**What to work on:** All lines up to and including the one that contains "pub use mem::PointerSize;" are to be transcribed exactly, starting from the first line of the records.
[[ Records supplied open ]]
//! `filament-host` — the Wasm host-function layer of the Filament node.
//!
//! A runtime blob imports a fixed set of `ext_*` host functions; this crate
//! implements them over wasmtime. It provides:
//!
//! - the freeing-bump allocator serving `ext_allocator_{malloc,free}`
//! - the memory marshalling ABI (`PointerSize`, span and envelope helpers)
//! - `HostContext`, the per-instance execution context
//! - the import dispatch table registered on the linker
//! - `Runtime`, compiling and calling runtime entry points
//!
//! Failure discipline: recoverable errors inside a host call are logged and
//! translated to the in-band sentinel the runtime expects; only allocator
//! exhaustion and unrecoverable invariant violations trap the instance.

pub mod allocator;
pub mod context;
pub mod error;
pub mod imports;
pub mod instance;
pub mod mem;
pub mod validation;

pub use allocator::FreeingBumpHeapAllocator;
pub use context::HostContext;
pub use error::HostError;
pub use imports::register_host_functions;
pub use instance::{runtime_version, InstanceConfig, Runtime};
pub use mem::PointerSize;
//! Trie node representation and wire codec.
//!
//! Node encoding:
//!
//! ```text
//! header byte: vv pppppp     vv = 01 leaf, 10 branch, 11 branch-with-value
//!                            pppppp = partial key nibble count, 0x3F starts
//!                            a continuation byte sequence
//! partial key: padded nibble bytes
//! branch only: children bitmap, u16 little-endian, bit i = child i present
//! value:       SCALE bytes (leaf always, branch when the variant says so)
//! children:    SCALE bytes of each present child's Merkle value, in order
//! ```
//!
//! The Merkle value of a non-root node is its encoding when that encoding is
//! at most 32 bytes, otherwise the blake2b-256 digest of the encoding. The
//! root's Merkle value is always the digest.

use codec::{Decode, Encode};

use crate::hashing::blake2_256;
use crate::trie::nibbles;

const VARIANT_MASK: u8 = 0b1100_0000;
const VARIANT_LEAF: u8 = 0b0100_0000;
const VARIANT_BRANCH: u8 = 0b1000_0000;
const VARIANT_BRANCH_WITH_VALUE: u8 = 0b1100_0000;
const PARTIAL_KEY_LEN_MASK: u8 = 0b0011_1111;

/// Reference from a branch to one of its children.
#[derive(Debug, Clone, PartialEq, Eq)]
pub enum Child {
    /// The child's advertised Merkle value, as decoded from the wire.
    Hash(Vec<u8>),
    /// A fully materialised child node.
    Node(Box<Node>),
}

/// An in-memory trie node. Partial keys are nibble slices.
#[derive(Debug, Clone, PartialEq, Eq)]
pub enum Node {
    Leaf {
        partial_key: Vec<u8>,
        value: Vec<u8>,
    },
    Branch {
        partial_key: Vec<u8>,
        value: Option<Vec<u8>>,
        children: Box<[Option<Child>; 16]>,
    },
}

#[derive(Debug, Clone, PartialEq, Eq, thiserror::Error)]
pub enum NodeError {
    #[error("unexpected end of node data")]
    UnexpectedEof,
    #[error("unknown node variant byte {0:#04x}")]
    UnknownVariant(u8),
    #[error("invalid scale payload: {0}")]
    Scale(String),
}

impl Node {
    /// Encode the node to its wire form.
    pub fn encode(&self) -> Vec<u8> {
        let mut out = Vec::new();
        match self {
            Node::Leaf { partial_key, value } => {
                encode_header(&mut out, VARIANT_LEAF, partial_key.len());
                out.extend_from_slice(&nibbles::nibbles_to_padded_bytes(partial_key));
                value.encode_to(&mut out);
            }
            Node::Branch {
                partial_key,
                value,
                children,
            } => {
                let variant = if value.is_some() {
                    VARIANT_BRANCH_WITH_VALUE
                } else {
                    VARIANT_BRANCH
                };
                encode_header(&mut out, variant, partial_key.len());
                out.extend_from_slice(&nibbles::nibbles_to_padded_bytes(partial_key));

                let mut bitmap = 0u16;
                for (i, child) in children.iter().enumerate() {
                    if child.is_some() {
                        bitmap |= 1 << i;
                    }
                }
                out.extend_from_slice(&bitmap.to_le_bytes());

                if let Some(value) = value {
                    value.encode_to(&mut out);
                }
                for child in children.iter().flatten() {
                    child.merkle_value().encode_to(&mut out);
                }
            }
        }
        out
    }

    /// Decode a node from its wire form.
    pub fn decode(encoded: &[u8]) -> Result<Self, NodeError> {
        let input = &mut &encoded[..];
        let header = read_byte(input)?;
        let variant = header & VARIANT_MASK;

        let mut partial_key_len = (header & PARTIAL_KEY_LEN_MASK) as usize;
        if partial_key_len == PARTIAL_KEY_LEN_MASK as usize {
            loop {
                let byte = read_byte(input)?;
                partial_key_len += byte as usize;
                if byte < 255 {
                    break;
                }
            }
        }

        let packed_len = partial_key_len / 2 + partial_key_len % 2;
        if input.len() < packed_len {
            return Err(NodeError::UnexpectedEof);
        }
        let partial_key = nibbles::padded_bytes_to_nibbles(&input[..packed_len], partial_key_len);
        *input = &input[packed_len..];

        match variant {
            VARIANT_LEAF => {
                let value = decode_scale_bytes(input)?;
                Ok(Node::Leaf { partial_key, value })
            }
            VARIANT_BRANCH | VARIANT_BRANCH_WITH_VALUE => {
                if input.len() < 2 {
                    return Err(NodeError::UnexpectedEof);
                }
                let bitmap = u16::from_le_bytes([input[0], input[1]]);
                *input = &input[2..];

                let value = if variant == VARIANT_BRANCH_WITH_VALUE {
                    Some(decode_scale_bytes(input)?)
                } else {
                    None
                };

                let mut children: [Option<Child>; 16] = Default::default();
                for (i, slot) in children.iter_mut().enumerate() {
                    if bitmap & (1 << i) != 0 {
                        *slot = Some(Child::Hash(decode_scale_bytes(input)?));
                    }
                }
                Ok(Node::Branch {
                    partial_key,
                    value,
                    children: Box::new(children),
                })
            }
            _ => Err(NodeError::UnknownVariant(header)),
        }
    }

    /// Merkle value of this node in non-root position.
    pub fn merkle_value(&self) -> Vec<u8> {
        merkle_value(&self.encode(), false)
    }
}

impl Child {
    fn merkle_value(&self) -> Vec<u8> {
        match self {
            Child::Hash(hash) => hash.clone(),
            Child::Node(node) => node.merkle_value(),
        }
    }
}

/// Merkle value of an encoded node: the encoding itself when it fits in 32
/// bytes and the node is not the root, the blake2b-256 digest otherwise.
pub fn merkle_value(encoding: &[u8], is_root: bool) -> Vec<u8> {
    if !is_root && encoding.len() <= 32 {
        encoding.to_vec()
    } else {
        blake2_256(encoding).to_vec()
    }
}

fn encode_header(out: &mut Vec<u8>, variant: u8, partial_key_len: usize) {
    if partial_key_len < PARTIAL_KEY_LEN_MASK as usize {
        out.push(variant | partial_key_len as u8);
        return;
    }
    out.push(variant | PARTIAL_KEY_LEN_MASK);
    let mut remaining = partial_key_len - PARTIAL_KEY_LEN_MASK as usize;
    while remaining >= 255 {
        out.push(255);
        remaining -= 255;
    }
    out.push(remaining as u8);
}

fn read_byte(input: &mut &[u8]) -> Result<u8, NodeError> {
    let (&first, rest) = input.split_first().ok_or(NodeError::UnexpectedEof)?;
    *input = rest;
    Ok(first)
}

fn decode_scale_bytes(input: &mut &[u8]) -> Result<Vec<u8>, NodeError> {
    Vec::<u8>::decode(input).map_err(|e| NodeError::Scale(e.to_string()))
}
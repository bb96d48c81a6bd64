//! The host import dispatch table.
//!
//! Every `ext_*` function the runtime links against is registered here on
//! the wasmtime linker, grouped by family. Each import follows the same
//! discipline: unmarshal spans from linear memory, delegate to a provider,
//! marshal the response back through the allocator, and translate every
//! recoverable failure into the in-band sentinel the runtime expects
//! (pointer 0, encoded `None`, a `Result::Err` envelope or boolean 0).
//! Only `ext_allocator_malloc_version_1` exhaustion and sr25519 keypair
//! generation failure trap the instance.

use wasmtime::{Caller, Linker, Memory};

use crate::context::HostContext;
use crate::error::HostError;
use crate::mem;

mod allocator;
mod child_storage;
mod crypto;
mod hashing;
mod logging;
mod misc;
mod offchain;
mod storage;
mod stubs;
mod trie;

/// Import module name expected by the runtime.
pub(crate) const MODULE: &str = "env";

/// Register every host import with the linker.
pub fn register_host_functions(linker: &mut Linker<HostContext>) -> Result<(), HostError> {
    logging::register(linker)?;
    crypto::register(linker)?;
    hashing::register(linker)?;
    trie::register(linker)?;
    storage::register(linker)?;
    child_storage::register(linker)?;
    offchain::register(linker)?;
    misc::register(linker)?;
    allocator::register(linker)?;
    stubs::register(linker)?;
    Ok(())
}

/// The guest's exported memory; logs when the export is missing.
pub(crate) fn memory_of(caller: &mut Caller<'_, HostContext>) -> Option<Memory> {
    let memory = mem::exported_memory(caller);
    if memory.is_none() {
        log::error!(target: "host", "runtime has no exported linear memory");
    }
    memory
}

/// Evaluate a fallible marshalling step; on failure log and return the
/// given sentinel from the enclosing host function.
macro_rules! host_try {
    ($expr:expr, $sentinel:expr, $what:expr) => {
        match $expr {
            Ok(value) => value,
            Err(err) => {
                log::error!(target: "host", "{}: {}", $what, err);
                return $sentinel;
            }
        }
    };
}
pub(crate) use host_try;
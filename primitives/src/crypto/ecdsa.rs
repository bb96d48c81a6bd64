//! Secp256k1 ECDSA key pairs, verification and public-key recovery.
//!
//! Signatures are 65 bytes: the 64-byte compact signature followed by the
//! recovery id. Messages passed to [`verify`], [`recover`] and
//! [`recover_compressed`] are 32-byte hashes.

use libsecp256k1::{Message, PublicKey, RecoveryId, SecretKey, Signature};

use super::CryptoError;
use crate::hashing::blake2_256;

pub const PUBLIC_KEY_LEN: usize = 33;
pub const SIGNATURE_LEN: usize = 65;

/// A secp256k1 ECDSA key pair.
#[derive(Clone)]
pub struct Pair {
    secret: SecretKey,
}

impl Pair {
    /// Draw a fresh pair from the OS entropy source.
    pub fn generate() -> Self {
        Self {
            secret: SecretKey::random(&mut rand::rngs::OsRng),
        }
    }

    /// Derive a pair from a BIP-39 seed phrase.
    pub fn from_phrase(phrase: &str) -> Result<Self, CryptoError> {
        Self::from_seed(&super::seed_from_phrase(phrase)?)
    }

    pub fn from_seed(seed: &[u8; 32]) -> Result<Self, CryptoError> {
        let secret = SecretKey::parse(seed).map_err(|_| CryptoError::InvalidPhrase)?;
        Ok(Self { secret })
    }

    /// Compressed SEC-1 public key.
    pub fn public(&self) -> [u8; PUBLIC_KEY_LEN] {
        PublicKey::from_secret_key(&self.secret).serialize_compressed()
    }

    /// Sign the blake2b-256 hash of `message`.
    pub fn sign(&self, message: &[u8]) -> [u8; SIGNATURE_LEN] {
        let hash = blake2_256(message);
        let (sig, recovery_id) = libsecp256k1::sign(&Message::parse(&hash), &self.secret);
        let mut out = [0u8; SIGNATURE_LEN];
        out[..64].copy_from_slice(&sig.serialize());
        out[64] = recovery_id.serialize();
        out
    }
}

/// Normalise an Ethereum-style recovery byte (27/28) down to 0..=3.
fn parse_recovery_id(byte: u8) -> Result<RecoveryId, CryptoError> {
    let v = if byte > 26 { byte - 27 } else { byte };
    RecoveryId::parse(v).map_err(|_| CryptoError::InvalidSignature)
}

/// Recover the uncompressed public key (X ‖ Y, without the 0x04 prefix).
pub fn recover(signature: &[u8; 65], message_hash: &[u8; 32]) -> Result<[u8; 64], CryptoError> {
    let sig = Signature::parse_standard_slice(&signature[..64])
        .map_err(|_| CryptoError::InvalidSignature)?;
    let recovery_id = parse_recovery_id(signature[64])?;
    let public = libsecp256k1::recover(&Message::parse(message_hash), &sig, &recovery_id)
        .map_err(|_| CryptoError::RecoveryFailed)?;
    let mut out = [0u8; 64];
    out.copy_from_slice(&public.serialize()[1..]);
    Ok(out)
}

/// Recover the compressed 33-byte public key.
pub fn recover_compressed(
    signature: &[u8; 65],
    message_hash: &[u8; 32],
) -> Result<[u8; 33], CryptoError> {
    let sig = Signature::parse_standard_slice(&signature[..64])
        .map_err(|_| CryptoError::InvalidSignature)?;
    let recovery_id = parse_recovery_id(signature[64])?;
    let public = libsecp256k1::recover(&Message::parse(message_hash), &sig, &recovery_id)
        .map_err(|_| CryptoError::RecoveryFailed)?;
    Ok(public.serialize_compressed())
}

/// Verify a signature over a 32-byte message hash.
///
/// Accepts 64- or 65-byte signatures (the recovery byte is ignored) and
/// compressed or uncompressed public keys.
pub fn verify(signature: &[u8], message_hash: &[u8], public_key: &[u8]) -> bool {
    if signature.len() < 64 {
        return false;
    }
    let Ok(hash) = <[u8; 32]>::try_from(message_hash) else {
        return false;
    };
    let Ok(sig) = Signature::parse_overflowing_slice(&signature[..64]) else {
        return false;
    };
    let Ok(public) = PublicKey::parse_slice(public_key, None) else {
        return false;
    };
    libsecp256k1::verify(&Message::parse(&hash), &sig, &public)
}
[[ Records supplied closed ]]
**Written answer:**
//! `filament-host` — the Wasm host-function layer of the Filament node.
//!
//! A runtime blob imports a fixed set of `ext_*` host functions; this crate
//! implements them over wasmtime. It provides:
//!
//! - the freeing-bump allocator serving `ext_allocator_{malloc,free}`
//! - the memory marshalling ABI (`PointerSize`, span and envelope helpers)
//! - `HostContext`, the per-instance execution context
//! - the import dispatch table registered on the linker
//! - `Runtime`, compiling and calling runtime entry points
//!
//! Failure discipline: recoverable errors inside a host call are logged and
//! translated to the in-band sentinel the runtime expects; only allocator
//! exhaustion and unrecoverable invariant violations trap the instance.

pub mod allocator;
pub mod context;
pub mod error;
pub mod imports;
pub mod instance;
pub mod mem;
pub mod validation;

pub use allocator::FreeingBumpHeapAllocator;
pub use context::HostContext;
pub use error::HostError;
pub use imports::register_host_functions;
pub use instance::{runtime_version, InstanceConfig, Runtime};
pub use mem::PointerSize;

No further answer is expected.